impl Editor {
    /// An editor with an empty document for a terminal of the given size.
    #[must_use]
    pub fn new(term_rows: usize, term_cols: usize, options: EditorOptions) -> Self {
        Self {
            state: EditorState::new(Document::new(), Viewport::new(term_rows, term_cols)),
            prompt: None,
            quit_times: options.quit_times,
            options,
            frame: OutputBuffer::new(),
        }
    }

    /// Replace the document with the contents of `path`.
    pub fn open(&mut self, path: impl AsRef<Path>) -> EditorResult<()> {
        self.state.document = Document::open(path)?;
        self.state.cursor = Cursor::default();
        self.state.viewport.row_offset = 0;
        self.state.viewport.col_offset = 0;
        Ok(())
    }

    #[must_use]
    pub const fn state(&self) -> &EditorState {
        &self.state
    }

    /// Whether a prompt is capturing keys.
    #[must_use]
    pub const fn is_prompting(&self) -> bool {
        self.prompt.is_some()
    }

    pub fn set_status(&mut self, text: impl Into<String>) {
        self.state.set_status(text.into());
    }

    /// Show the key-binding reminder.
    pub fn show_help(&mut self) {
        self.state.set_status(self.options.help_message.clone());
    }

    // -- Event loop ---------------------------------------------------------

    /// Draw a frame to `out`, then read and handle one key.
    ///
    /// # Errors
    ///
    /// Fails if the frame cannot be written or the input stream breaks.
    pub fn step<S: ByteSource>(
        &mut self,
        input: &mut InputDecoder<S>,
        out: &mut impl Write,
    ) -> EditorResult<Flow> {
        self.frame.clear();
        self.scroll();
        self.compose_frame()?;
        self.frame.flush_to(out)?;

        let key = input.read_key()?;
        Ok(self.process_key(key))
    }

    fn compose_frame(&mut self) -> io::Result<()> {
        frame_of(&self.state, &self.options).render(&mut self.frame)
    }

    /// Refresh `rx` and move the viewport so the cursor is on screen.
    pub fn scroll(&mut self) {
        let st = &mut self.state;
        st.cursor.rx = st
            .document
            .row(st.cursor.cy)
            .map_or(0, |row| row.cx_to_rx(st.cursor.cx));
        st.viewport.scroll(st.cursor.rx, st.cursor.cy);
    }

    // -- Dispatch -----------------------------------------------------------

    /// Handle one key.
    pub fn process_key(&mut self, key: Key) -> Flow {
        if let Some(prompt) = self.prompt.take() {
            self.prompt = prompt.feed(&mut self.state, key);
            return Flow::Continue;
        }
        trace!(target: "input", ?key, "dispatch");

        match key {
            Key::ENTER => self.insert_newline(),
            CTRL_Q => {
                if self.state.document.is_dirty() && self.quit_times > 0 {
                    self.set_status(format!(
                        "Warning! Unsaved changes. Press Ctrl-Q {} more times to quit.",
                        self.quit_times
                    ));
                    self.quit_times -= 1;
                    return Flow::Continue;
                }
                debug!(target: "editor", "quit");
                return Flow::Quit;
            }
            CTRL_S => self.save(),
            Key::Home => self.state.cursor.cx = 0,
            Key::End => {
                if let Some(len) = self.state.current_row_len() {
                    self.state.cursor.cx = len;
                }
            }
            CTRL_F => self.find(),
            Key::BACKSPACE => self.delete_char(),
            Key::Delete => {
                self.move_cursor(Key::ArrowRight);
                self.delete_char();
            }
            Key::PageUp => {
                self.state.cursor.cy = self.state.viewport.row_offset;
                for _ in 0..self.state.viewport.screen_rows {
                    self.move_cursor(Key::ArrowUp);
                }
            }
            Key::PageDown => {
                let view = self.state.viewport;
                self.state.cursor.cy = (view.row_offset + view.screen_rows)
                    .saturating_sub(1)
                    .min(self.state.document.len());
                for _ in 0..view.screen_rows {
                    self.move_cursor(Key::ArrowDown);
                }
            }
            CTRL_P => self.move_cursor(Key::ArrowUp),
            CTRL_N => self.move_cursor(Key::ArrowDown),
            Key::ArrowUp | Key::ArrowDown | Key::ArrowLeft | Key::ArrowRight => {
                self.move_cursor(key);
            }
            CTRL_L | Key::ESCAPE => {}
            Key::Byte(byte) => self.insert_char(byte),
        }

        self.quit_times = self.options.quit_times;
        Flow::Continue
    }

    fn start_prompt(&mut self, template: &str, handler: Box<dyn PromptHandler<EditorState>>) {
        self.prompt = Some(PromptSession::start(&mut self.state, template, handler));
    }

    fn save(&mut self) {
        if self.state.document.path().is_none() {
            self.start_prompt(SAVE_AS_PROMPT, Box::new(SaveAs));
        } else {
            self.state.save_document();
        }
    }

    fn find(&mut self) {
        let session = SearchSession::new(&self.state);
        self.start_prompt(SEARCH_PROMPT, Box::new(session));
    }

    // -- Cursor -------------------------------------------------------------

    fn move_cursor(&mut self, key: Key) {
        let st = &mut self.state;
        let row_len = st.current_row_len();

        match key {
            Key::ArrowLeft => {
                if st.cursor.cx > 0 {
                    st.cursor.cx -= 1;
                } else if st.cursor.cy > 0 {
                    st.cursor.cy -= 1;
                    st.cursor.cx = st.current_row_len().unwrap_or(0);
                }
            }
            Key::ArrowRight => match row_len {
                Some(len) if st.cursor.cx < len => st.cursor.cx += 1,
                Some(len) if st.cursor.cx == len => {
                    st.cursor.cy += 1;
                    st.cursor.cx = 0;
                }
                _ => {}
            },
            Key::ArrowUp => st.cursor.cy = st.cursor.cy.saturating_sub(1),
            Key::ArrowDown => {
                if st.cursor.cy < st.document.len() {
                    st.cursor.cy += 1;
                }
            }
            _ => {}
        }

        let len = st.current_row_len().unwrap_or(0);
        st.cursor.cx = st.cursor.cx.min(len);
    }

    // -- Editing ------------------------------------------------------------

    fn insert_char(&mut self, byte: u8) {
        let st = &mut self.state;
        if st.cursor.cy == st.document.len() {
            st.document.insert_row(st.cursor.cy, b"");
        }
        st.document.insert_char(st.cursor.cy, st.cursor.cx, byte);
        st.cursor.cx += 1;
    }

    fn insert_newline(&mut self) {
        let st = &mut self.state;
        if st.cursor.cx == 0 {
            st.document.insert_row(st.cursor.cy, b"");
        } else {
            st.document.split_row(st.cursor.cy, st.cursor.cx);
        }
        st.cursor.cy += 1;
        st.cursor.cx = 0;
    }

    fn delete_char(&mut self) {
        let st = &mut self.state;
        if let Some((cy, cx)) = st.document.delete_char(st.cursor.cy, st.cursor.cx) {
            st.cursor.cy = cy;
            st.cursor.cx = cx;
        }
    }
}

fn frame_of<'a>(state: &'a EditorState, options: &EditorOptions) -> Frame<'a> {
    Frame {
        document: &state.document,
        viewport: &state.viewport,
        rx: state.cursor.rx,
        cy: state.cursor.cy,
        message: state.status.visible(Instant::now(), options.message_timeout),
    }
}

○ ○ ○ ○

WORK REQUIRED. Each record must be printed again, word for word, with nothing dropped.

TASK RESULT.
impl Editor {
    /// An editor with an empty document for a terminal of the given size.
    #[must_use]
    pub fn new(term_rows: usize, term_cols: usize, options: EditorOptions) -> Self {
        Self {
            state: EditorState::new(Document::new(), Viewport::new(term_rows, term_cols)),
            prompt: None,
            quit_times: options.quit_times,
            options,
            frame: OutputBuffer::new(),
        }
    }

    /// Replace the document with the contents of `path`.
    pub fn open(&mut self, path: impl AsRef<Path>) -> EditorResult<()> {
        self.state.document = Document::open(path)?;
        self.state.cursor = Cursor::default();
        self.state.viewport.row_offset = 0;
        self.state.viewport.col_offset = 0;
        Ok(())
    }

    #[must_use]
    pub const fn state(&self) -> &EditorState {
        &self.state
    }

    /// Whether a prompt is capturing keys.
    #[must_use]
    pub const fn is_prompting(&self) -> bool {
        self.prompt.is_some()
    }

    pub fn set_status(&mut self, text: impl Into<String>) {
        self.state.set_status(text.into());
    }

    /// Show the key-binding reminder.
    pub fn show_help(&mut self) {
        self.state.set_status(self.options.help_message.clone());
    }

    // -- Event loop ---------------------------------------------------------

    /// Draw a frame to `out`, then read and handle one key.
    ///
    /// # Errors
    ///
    /// Fails if the frame cannot be written or the input stream breaks.
    pub fn step<S: ByteSource>(
        &mut self,
        input: &mut InputDecoder<S>,
        out: &mut impl Write,
    ) -> EditorResult<Flow> {
        self.frame.clear();
        self.scroll();
        self.compose_frame()?;
        self.frame.flush_to(out)?;

        let key = input.read_key()?;
        Ok(self.process_key(key))
    }

    fn compose_frame(&mut self) -> io::Result<()> {
        frame_of(&self.state, &self.options).render(&mut self.frame)
    }

    /// Refresh `rx` and move the viewport so the cursor is on screen.
    pub fn scroll(&mut self) {
        let st = &mut self.state;
        st.cursor.rx = st
            .document
            .row(st.cursor.cy)
            .map_or(0, |row| row.cx_to_rx(st.cursor.cx));
        st.viewport.scroll(st.cursor.rx, st.cursor.cy);
    }

    // -- Dispatch -----------------------------------------------------------

    /// Handle one key.
    pub fn process_key(&mut self, key: Key) -> Flow {
        if let Some(prompt) = self.prompt.take() {
            self.prompt = prompt.feed(&mut self.state, key);
            return Flow::Continue;
        }
        trace!(target: "input", ?key, "dispatch");

        match key {
            Key::ENTER => self.insert_newline(),
            CTRL_Q => {
                if self.state.document.is_dirty() && self.quit_times > 0 {
                    self.set_status(format!(
                        "Warning! Unsaved changes. Press Ctrl-Q {} more times to quit.",
                        self.quit_times
                    ));
                    self.quit_times -= 1;
                    return Flow::Continue;
                }
                debug!(target: "editor", "quit");
                return Flow::Quit;
            }
            CTRL_S => self.save(),
            Key::Home => self.state.cursor.cx = 0,
            Key::End => {
                if let Some(len) = self.state.current_row_len() {
                    self.state.cursor.cx = len;
                }
            }
            CTRL_F => self.find(),
            Key::BACKSPACE => self.delete_char(),
            Key::Delete => {
                self.move_cursor(Key::ArrowRight);
                self.delete_char();
            }
            Key::PageUp => {
                self.state.cursor.cy = self.state.viewport.row_offset;
                for _ in 0..self.state.viewport.screen_rows {
                    self.move_cursor(Key::ArrowUp);
                }
            }
            Key::PageDown => {
                let view = self.state.viewport;
                self.state.cursor.cy = (view.row_offset + view.screen_rows)
                    .saturating_sub(1)
                    .min(self.state.document.len());
                for _ in 0..view.screen_rows {
                    self.move_cursor(Key::ArrowDown);
                }
            }
            CTRL_P => self.move_cursor(Key::ArrowUp),
            CTRL_N => self.move_cursor(Key::ArrowDown),
            Key::ArrowUp | Key::ArrowDown | Key::ArrowLeft | Key::ArrowRight => {
                self.move_cursor(key);
            }
            CTRL_L | Key::ESCAPE => {}
            Key::Byte(byte) => self.insert_char(byte),
        }

        self.quit_times = self.options.quit_times;
        Flow::Continue
    }

    fn start_prompt(&mut self, template: &str, handler: Box<dyn PromptHandler<EditorState>>) {
        self.prompt = Some(PromptSession::start(&mut self.state, template, handler));
    }

    fn save(&mut self) {
        if self.state.document.path().is_none() {
            self.start_prompt(SAVE_AS_PROMPT, Box::new(SaveAs));
        } else {
            self.state.save_document();
        }
    }

    fn find(&mut self) {
        let session = SearchSession::new(&self.state);
        self.start_prompt(SEARCH_PROMPT, Box::new(session));
    }

    // -- Cursor -------------------------------------------------------------

    fn move_cursor(&mut self, key: Key) {
        let st = &mut self.state;
        let row_len = st.current_row_len();

        match key {
            Key::ArrowLeft => {
                if st.cursor.cx > 0 {
                    st.cursor.cx -= 1;
                } else if st.cursor.cy > 0 {
                    st.cursor.cy -= 1;
                    st.cursor.cx = st.current_row_len().unwrap_or(0);
                }
            }
            Key::ArrowRight => match row_len {
                Some(len) if st.cursor.cx < len => st.cursor.cx += 1,
                Some(len) if st.cursor.cx == len => {
                    st.cursor.cy += 1;
                    st.cursor.cx = 0;
                }
                _ => {}
            },
            Key::ArrowUp => st.cursor.cy = st.cursor.cy.saturating_sub(1),
            Key::ArrowDown => {
                if st.cursor.cy < st.document.len() {
                    st.cursor.cy += 1;
                }
            }
            _ => {}
        }

        let len = st.current_row_len().unwrap_or(0);
        st.cursor.cx = st.cursor.cx.min(len);
    }

    // -- Editing ------------------------------------------------------------

    fn insert_char(&mut self, byte: u8) {
        let st = &mut self.state;
        if st.cursor.cy == st.document.len() {
            st.document.insert_row(st.cursor.cy, b"");
        }
        st.document.insert_char(st.cursor.cy, st.cursor.cx, byte);
        st.cursor.cx += 1;
    }

    fn insert_newline(&mut self) {
        let st = &mut self.state;
        if st.cursor.cx == 0 {
            st.document.insert_row(st.cursor.cy, b"");
        } else {
            st.document.split_row(st.cursor.cy, st.cursor.cx);
        }
        st.cursor.cy += 1;
        st.cursor.cx = 0;
    }

    fn delete_char(&mut self) {
        let st = &mut self.state;
        if let Some((cy, cx)) = st.document.delete_char(st.cursor.cy, st.cursor.cx) {
            st.cursor.cy = cy;
            st.cursor.cx = cx;
        }
    }
}

fn frame_of<'a>(state: &'a EditorState, options: &EditorOptions) -> Frame<'a> {
    Frame {
        document: &state.document,
        viewport: &state.viewport,
        rx: state.cursor.rx,
        cy: state.cursor.cy,
        message: state.status.visible(Instant::now(), options.message_timeout),
    }
}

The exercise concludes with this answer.